No es éste un puente al uso. Punto de llegada y despedida de la ciudad transilvana, curiosamente el punto más alto de la ciudad si obviamos sus campanarios y torres de defensa. Por lo general los puentes se sitúan en la parte baja de la ciudad. Lógico, ¿no? Y es que bajo el Puente de los Embusteros no fluye el agua, sino algunos turistas y unos pocos coches. Un viaducto si lo prefieren. Más alla de la barandilla, los tejados se superponen y escalonan cuesta abajo.
A lo que íbamos. En un restaurante lindante, tan lindante que su terraza sisa algunos metros al bello mirador, se degusta un granizado de menta excelente. Con la canícula continental, pertinaz hasta el ocaso, las pajitas sorben con frenesí hasta la última gota. Los labios prospeccionan y succionan hasta el último poro de este glaciar tamaño bonsái. Por las tardes, así empieza a declinar el sol, un pianista entrado en carnes, recién salido de una película de Fellini, se sienta frente al Flugel, algo desvencijado, insertado entre las mesas exteriores. Como el que no quiere la cosa, nuestro pianista se arranca con Sinatra sigue con Bizet, Ray Charles, Mancini, Brahms y lo que le eches. Hoy tenemos las famosas playslists, en su día fueron los jukebox y en Transilvania siguen confiando el relajo musical a este fornido Ioan, Katalin o Konstantin, cómo quiera se llame el sujeto.
Toca el piano a ciegas, como tantos otros. Ralentiza, garabatea, medio improvisa. Si es preciso deja en stand by la canción, para departir con algún paisano y retomarla tres minutos después. Eso sí, cada tema tiene su principio, desarrollo y final. Su rostro es serio y maleable, atisba el horizonte y dibuja confidencias y muecas jocosas. Cualquiera diría que Katalin está de tertulia como cualquier ocioso más y no tanto trabajando.

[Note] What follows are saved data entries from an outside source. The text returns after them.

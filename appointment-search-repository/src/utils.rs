//! Utility functions for the appointment search repository.

/// Characters with a meaning in the Lucene/Solr query syntax.
const QUERY_SPECIAL_CHARS: &[char] = &[
    '\\', '+', '-', '!', '(', ')', ':', '^', '[', ']', '"', '{', '}', '~', '*', '?', '|', '&',
    ';', '/',
];

/// Escape a value so it is matched literally in a Solr query.
///
/// Special characters and whitespace are prefixed with a backslash.
///
/// # Example
///
/// ```
/// use appointment_search_repository::escape_query_value;
///
/// assert_eq!(escape_query_value("appointment-slot"), "appointment\\-slot");
/// assert_eq!(escape_query_value("site_1_appointment"), "site_1_appointment");
/// ```
pub fn escape_query_value(value: &str) -> String {
    let mut escaped = String::with_capacity(value.len());
    for c in value.chars() {
        if QUERY_SPECIAL_CHARS.contains(&c) || c.is_whitespace() {
            escaped.push('\\');
        }
        escaped.push(c);
    }
    escaped
}
//! HTTP booking source implementation.
//!
//! Reads forms, slots and categories from the booking backend's JSON API:
//!
//! - `GET {base}/forms?active=true`
//! - `GET {base}/forms/{id}`
//! - `GET {base}/forms/{id}/slots?start=YYYY-MM-DD&end=YYYY-MM-DD`
//! - `GET {base}/slots/{id}`
//! - `GET {base}/categories/{id}`

use async_trait::async_trait;
use chrono::NaiveDate;
use reqwest::{Client, StatusCode};
use serde::de::DeserializeOwned;
use serde::Deserialize;
use tracing::{debug, info};
use url::Url;

use appointment_search_shared::{Form, Slot};

use crate::errors::BookingError;
use crate::source::BookingSource;

#[derive(Debug, Deserialize)]
struct Category {
    label: String,
}

/// Booking source backed by the booking backend's JSON API.
pub struct HttpBookingSource {
    client: Client,
    base_url: Url,
}

impl HttpBookingSource {
    /// Create a new source for the given API base URL.
    pub fn new(base_url: &str) -> Result<Self, BookingError> {
        // A trailing slash makes `Url::join` append instead of replacing the last segment.
        let normalized = format!("{}/", base_url.trim_end_matches('/'));
        let base_url = Url::parse(&normalized).map_err(|e| BookingError::request(e.to_string()))?;
        let client = Client::builder()
            .build()
            .map_err(|e| BookingError::request(e.to_string()))?;

        info!(base_url = %base_url, "Created booking source");

        Ok(Self { client, base_url })
    }

    fn endpoint(&self, path: &str) -> Result<Url, BookingError> {
        self.base_url
            .join(path)
            .map_err(|e| BookingError::request(e.to_string()))
    }

    /// GET a JSON resource, mapping 404 to `None`.
    async fn get_optional<T: DeserializeOwned>(&self, url: Url) -> Result<Option<T>, BookingError> {
        let response = self.client.get(url.clone()).send().await?;

        if response.status() == StatusCode::NOT_FOUND {
            debug!(url = %url, "Booking resource not found");
            return Ok(None);
        }
        if !response.status().is_success() {
            return Err(BookingError::request(format!(
                "GET {} failed with status {}",
                url,
                response.status()
            )));
        }

        Ok(Some(response.json::<T>().await?))
    }

    async fn get<T: DeserializeOwned>(&self, url: Url) -> Result<T, BookingError> {
        let display = url.to_string();
        self.get_optional(url)
            .await?
            .ok_or_else(|| BookingError::not_found(display))
    }
}

#[async_trait]
impl BookingSource for HttpBookingSource {
    async fn active_forms(&self) -> Result<Vec<Form>, BookingError> {
        let mut url = self.endpoint("forms")?;
        url.query_pairs_mut().append_pair("active", "true");
        self.get(url).await
    }

    async fn find_form(&self, id_form: i32) -> Result<Option<Form>, BookingError> {
        let url = self.endpoint(&format!("forms/{}", id_form))?;
        self.get_optional(url).await
    }

    async fn find_slot(&self, id_slot: i32) -> Result<Option<Slot>, BookingError> {
        let url = self.endpoint(&format!("slots/{}", id_slot))?;
        self.get_optional(url).await
    }

    async fn build_slots(
        &self,
        id_form: i32,
        start: NaiveDate,
        end: NaiveDate,
    ) -> Result<Vec<Slot>, BookingError> {
        let mut url = self.endpoint(&format!("forms/{}/slots", id_form))?;
        url.query_pairs_mut()
            .append_pair("start", &start.format("%Y-%m-%d").to_string())
            .append_pair("end", &end.format("%Y-%m-%d").to_string());
        // A form removed in the meantime has no slots left to index.
        Ok(self.get_optional(url).await?.unwrap_or_default())
    }

    async fn find_category_label(&self, id_category: i32) -> Result<Option<String>, BookingError> {
        let url = self.endpoint(&format!("categories/{}", id_category))?;
        Ok(self
            .get_optional::<Category>(url)
            .await?
            .map(|category| category.label))
    }
}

La mayoría de comensales, antes de despedirse, se acercan al vetusto piano y depositan algunos leis en la urna pecera.
Siempre nos enseñaron que se nombra el pecado no al pecador. Ahora no sólo nombramos a ambos sino que pecamos abiertamente ante las redes, nos jactamos virtualmente de nuestro proceder, sea este loable o no. Pronto se perderá el arte del embuste.
¡Qué recuerdos! Esos puentes austro-húngaros que se extendían desde Trieste hasta Besarabia, hasta Leópolis, vadeando cuencas tan dispares como el Drina, el Danubio o el Vístula, esculpiendo Transilvania, donde se entremezclaron cuatro estirpes como si nada: la eslava, la latina, la germánica y la magiar.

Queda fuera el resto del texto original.